Spectroscopic Characterization of Coumarin-Stained Beads: Quantification of the Number of Fluorophores Per Particle with Solid-State19F-NMR and Measurement of Absolute Fluorescence Quantum Yields

Abstract

The rational design of nano- and micrometer-sized particles with tailor-made optical properties for biological, diagnostic, and photonic applications requires tools to characterize the signal-relevant properties of these typically scattering bead suspensions. This includes methods for the preferably nondestructive quantification of the number of fluorophores per particle and the measurement of absolute fluorescence quantum yields and absorption coefficients of suspensions of fluorescent beads for material performance optimization and comparison. Here, as a first proof-of-concept, we present the first time determination of the number of dye molecules per bead using nondestructive quantitative ((19)F) NMR spectroscopy and 1000 nm-sized carboxylated polystyrene particles loaded with varying concentrations of the laser dye coumarin 153 containing a CF(3) group.

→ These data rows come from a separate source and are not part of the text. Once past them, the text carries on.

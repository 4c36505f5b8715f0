pub mod aerodynamics;
pub mod controller;
pub mod physics;
mod simulation;
pub mod trim;

pub use aerodynamics::{build_model, compute, compute_coefficients, model_from_constants};
pub use controller::{altitude_hold, control_command, speed_hold};
pub use physics::{
    euler_step, integrate, load_factor, rk4_step, speed_rate, state_derivative, SimulationFault,
};
pub use simulation::{run_simulation, run_sweep, Simulator};
pub use trim::solve_trim;

pub(crate) use physics::ensure_finite;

Additionally, the signal-relevant optical properties of these dye-loaded particles were determined in aqueous suspension in comparison to the free dye in solvents of different polarity with a custom-built integrating sphere setup that enables spectrally resolved measurements of emission, transmission, and reflectance as well absolute fluorescence quantum yields. These measurements present an important step toward absolute brightness values and quantitative fluorescence analysis with particle systems that can be exploited, for example, for optical imaging techniques and different fluorescence assays as well as for the metrological traceability of fluorescence methods.